Published April 16, 2016 by swanfreddie

Last week we tried Freddie out on a bike. It’s a specialist trike designed especially for children who have additional needs and require extra support. We tried him on one a few years ago when he was 2 but decided to not purchase one and to wait until Freddie was slightly older. So Freddie was measured and the bike was set up to give Freddie enough support so he was comfortable but also they made sure he didn’t have too much support so his muscle would be working as he rode. Freddie loved it! We loved it. We were excited by the prospect of our son finally getting his first bike. But then the quote came through for it, and this is where things get so frustrating. The quote is £2440. Now we knew it would be expensive, we’ve lived in the disabled world for long enough to know an extra 0 gets added on to the end of every product.
We were hoping to get the trike for Freddie’s birthday, but with 6 weeks to go until he turns 6!! this is looking unlikely. It’s not as simple as it is to buy for Freddie as it is our other children. Freddie sister Evie recently turned 7. Now she was easy to buy for she knew exactly what she wanted and other than hitting my bank balance by a few hundred pounds it was easy. With Freddie we can’t just do this. We can’t go to the toy shop & buy Freddie’s bike. We can’t do anything for Freddie anymore without the help of others.

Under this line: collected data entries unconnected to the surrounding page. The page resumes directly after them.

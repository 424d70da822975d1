use serde::Serialize;

pub const PAGE_SIZE: u64 = 10;

/// Splits `count` ordered items into fixed-size pages.
#[derive(Copy, Clone, Eq, PartialEq, Ord, PartialOrd, Debug, Hash)]
pub struct Paginator {
    count: u64,
    per_page: u64,
}

/// The slice of the ordered items one page covers.
#[derive(Copy, Clone, Eq, PartialEq, Ord, PartialOrd, Debug, Hash)]
pub struct PageWindow {
    pub number: u64,
    pub offset: u64,
    pub limit: u64,
}

impl Paginator {
    #[must_use]
    pub fn new(count: u64) -> Self {
        Self::with_page_size(count, PAGE_SIZE)
    }

    /// # Panics
    /// If `per_page` is zero.
    #[must_use]
    pub fn with_page_size(count: u64, per_page: u64) -> Self {
        assert!(per_page > 0, "Page size must be positive.");
        Self { count, per_page }
    }

    #[must_use]
    pub fn count(self) -> u64 {
        self.count
    }

    /// Number of pages; an empty list still has one (empty) page.
    #[must_use]
    pub fn num_pages(self) -> u64 {
        self.count.div_ceil(self.per_page).max(1)
    }

    /// Clamps a requested page number into `1..=num_pages`.
    #[must_use]
    pub fn clamp(self, requested: i64) -> u64 {
        match u64::try_from(requested) {
            Ok(number) => number.clamp(1, self.num_pages()),
            Err(_) => 1,
        }
    }

    #[must_use]
    pub fn window(self, requested: i64) -> PageWindow {
        let number = self.clamp(requested);
        PageWindow {
            number,
            offset: (number - 1) * self.per_page,
            limit: self.per_page,
        }
    }

    #[must_use]
    pub fn page<T>(self, window: PageWindow, items: Vec<T>) -> Page<T> {
        let num_pages = self.num_pages();
        Page {
            number: window.number,
            num_pages,
            count: self.count,
            has_previous: window.number > 1,
            has_next: window.number < num_pages,
            items,
        }
    }
}

/// Parses a `?page=` query value. Anything that is not an integer means page 1.
#[must_use]
pub fn parse_page_number(raw: Option<&str>) -> i64 {
    raw.and_then(|raw| raw.trim().parse().ok()).unwrap_or(1)
}

#[derive(Clone, Eq, PartialEq, Debug, Hash, Serialize)]
pub struct Page<T> {
    pub number: u64,
    pub num_pages: u64,
    pub count: u64,
    pub has_previous: bool,
    pub has_next: bool,
    pub items: Vec<T>,
}

#[cfg(test)]
mod tests {
    use crate::pagination::{PageWindow, Paginator, parse_page_number};

    #[test]
    fn thirteen_items_make_two_pages() {
        let paginator = Paginator::new(13);
        assert_eq!(paginator.num_pages(), 2);

        assert_eq!(
            paginator.window(1),
            PageWindow {
                number: 1,
                offset: 0,
                limit: 10
            }
        );
        assert_eq!(
            paginator.window(2),
            PageWindow {
                number: 2,
                offset: 10,
                limit: 10
            }
        );
    }

    #[test]
    fn page_count_is_ceiling() {
        for (count, pages) in [(0, 1), (1, 1), (10, 1), (11, 2), (20, 2), (21, 3), (100, 10)] {
            assert_eq!(Paginator::new(count).num_pages(), pages, "{count}");
        }
    }

    #[test]
    fn out_of_range_pages_clamp() {
        let paginator = Paginator::new(25);
        assert_eq!(paginator.clamp(0), 1);
        assert_eq!(paginator.clamp(-3), 1);
        assert_eq!(paginator.clamp(3), 3);
        assert_eq!(paginator.clamp(4), 3);
        assert_eq!(paginator.clamp(i64::MAX), 3);

        assert_eq!(Paginator::new(0).window(7).offset, 0);
    }

    #[test]
    fn page_numbers_from_query() {
        assert_eq!(parse_page_number(None), 1);
        assert_eq!(parse_page_number(Some("2")), 2);
        assert_eq!(parse_page_number(Some(" 5 ")), 5);
        assert_eq!(parse_page_number(Some("-1")), -1);
        assert_eq!(parse_page_number(Some("last")), 1);
        assert_eq!(parse_page_number(Some("")), 1);
    }

    #[test]
    fn page_flags() {
        let paginator = Paginator::new(13);
        let first = paginator.page(paginator.window(1), vec![(); 10]);
        assert!(!first.has_previous);
        assert!(first.has_next);

        let second = paginator.page(paginator.window(2), vec![(); 3]);
        assert!(second.has_previous);
        assert!(!second.has_next);
        assert_eq!(second.count, 13);
    }
}
use quill_common::model::{
    Id, ModelValidationError,
    auth::Authentication,
    comment::{Comment, CommentEntry},
    group::{Group, GroupSlug, GroupTitle},
    post::{ImageRef, Post, PostEntry, Text},
    user::{Email, User, Username},
};
use sqlx::FromRow;
use time::{Duration, OffsetDateTime, PrimitiveDateTime};

#[derive(Clone, Eq, PartialEq, Debug, Hash, FromRow)]
pub(crate) struct UserRecord {
    pub user_snowflake: i64,
    pub username: String,
    pub email: String,
}

#[derive(Clone, Eq, PartialEq, Debug, Hash, FromRow)]
pub(crate) struct GroupRecord {
    pub group_snowflake: i64,
    pub title: String,
    pub slug: String,
    pub description: String,
}

#[derive(Clone, Eq, PartialEq, Debug, Hash, FromRow)]
pub(crate) struct PostRecord {
    pub post_snowflake: i64,
    pub user_snowflake: i64,
    pub group_snowflake: Option<i64>,
    pub text: String,
    pub image: Option<String>,
    pub created_at: OffsetDateTime,
}

#[derive(Clone, Eq, PartialEq, Debug, Hash, FromRow)]
pub(crate) struct PostEntryRecord {
    #[sqlx(flatten)]
    pub post: PostRecord,
    pub username: String,
    pub group_slug: Option<String>,
}

#[derive(Clone, Eq, PartialEq, Debug, Hash, FromRow)]
pub(crate) struct CommentRecord {
    pub comment_snowflake: i64,
    pub post_snowflake: i64,
    pub user_snowflake: i64,
    pub text: String,
    pub created_at: OffsetDateTime,
}

#[derive(Clone, Eq, PartialEq, Debug, Hash, FromRow)]
pub(crate) struct CommentEntryRecord {
    #[sqlx(flatten)]
    pub comment: CommentRecord,
    pub username: String,
}

#[derive(Clone, Eq, PartialEq, Debug, Hash, FromRow)]
pub(crate) struct AuthenticationRecord {
    pub user_snowflake: i64,
    pub token_hash: Vec<u8>,
    pub created_at: PrimitiveDateTime,
    pub expires_after_seconds: Option<i64>,
}

impl TryFrom<UserRecord> for User {
    type Error = ModelValidationError;

    fn try_from(value: UserRecord) -> Result<Self, Self::Error> {
        Ok(Self {
            id: Id::from_db(value.user_snowflake),
            username: Username::new(value.username)?,
            email: Email::new(value.email)?,
        })
    }
}

impl TryFrom<GroupRecord> for Group {
    type Error = ModelValidationError;

    fn try_from(value: GroupRecord) -> Result<Self, Self::Error> {
        Ok(Self {
            id: Id::from_db(value.group_snowflake),
            title: GroupTitle::new(value.title)?,
            slug: GroupSlug::new(value.slug)?,
            description: value.description,
        })
    }
}

impl TryFrom<PostRecord> for Post {
    type Error = ModelValidationError;

    fn try_from(value: PostRecord) -> Result<Self, Self::Error> {
        Ok(Self {
            id: Id::from_db(value.post_snowflake),
            author: Id::from_db(value.user_snowflake),
            group: value.group_snowflake.map(Id::from_db),
            text: Text::new(&value.text)?,
            image: value.image.map(ImageRef::new).transpose()?,
            created_at: value.created_at,
        })
    }
}

impl TryFrom<PostEntryRecord> for PostEntry {
    type Error = ModelValidationError;

    fn try_from(value: PostEntryRecord) -> Result<Self, Self::Error> {
        Ok(Self {
            post: value.post.try_into()?,
            author_username: Username::new(value.username)?,
            group_slug: value.group_slug.map(GroupSlug::new).transpose()?,
        })
    }
}

impl TryFrom<CommentRecord> for Comment {
    type Error = ModelValidationError;

    fn try_from(value: CommentRecord) -> Result<Self, Self::Error> {
        Ok(Self {
            id: Id::from_db(value.comment_snowflake),
            post: Id::from_db(value.post_snowflake),
            author: Id::from_db(value.user_snowflake),
            text: Text::new(&value.text)?,
            created_at: value.created_at,
        })
    }
}

impl TryFrom<CommentEntryRecord> for CommentEntry {
    type Error = ModelValidationError;

    fn try_from(value: CommentEntryRecord) -> Result<Self, Self::Error> {
        Ok(Self {
            comment: value.comment.try_into()?,
            author_username: Username::new(value.username)?,
        })
    }
}

impl TryFrom<AuthenticationRecord> for Authentication {
    type Error = ModelValidationError;

    fn try_from(value: AuthenticationRecord) -> Result<Self, Self::Error> {
        Ok(Self {
            user: Id::from_db(value.user_snowflake),
            token_hash: value.token_hash.try_into()?,
            created_at: value.created_at.as_utc(),
            expires_after: value
                .expires_after_seconds
                .map(|seconds| Duration::seconds(seconds).try_into())
                .transpose()?,
        })
    }
}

Freddie is in desperate need of a new carseat. Unfortunately standard car seats aren’t suitable. So in order for us to equipped Freddie out with the right kind of car seat we have to have him assessed, which takes time to sort. Then find the £2000 required to pay for it. Now i’m not in a financial position to pay out for things like this. So we have to approach different charities to ask for help. And this is time consuming. It can take months to sort by the time you have provided the evidence they require to prove your child is disabled, then you have to prove financially your not able to contribute towards the costs then lastly you have to have a supporting letter from a medical professional to agree that this product is required and suitable for Freddie.

Freddie has also outgrown his current pushchair. We are in the middle of trying to sort a new one. But again this ends up massively out of our control. We have to be referred to wheelchair services who then assess Freddie and advise what they think is suitable. Now we massively appreciate the NHS, they have done ALOT for us, but they just don’t have the budgets needed to offer the equipment that children need. We are possibly looking at ending up in a situation where they can’t offer Freddie the right kind of wheelchair he requires, deserves and needs so we may end up having to go down the self funding route again. Which will mean approaching more charities to help us pay to get our son out of the house.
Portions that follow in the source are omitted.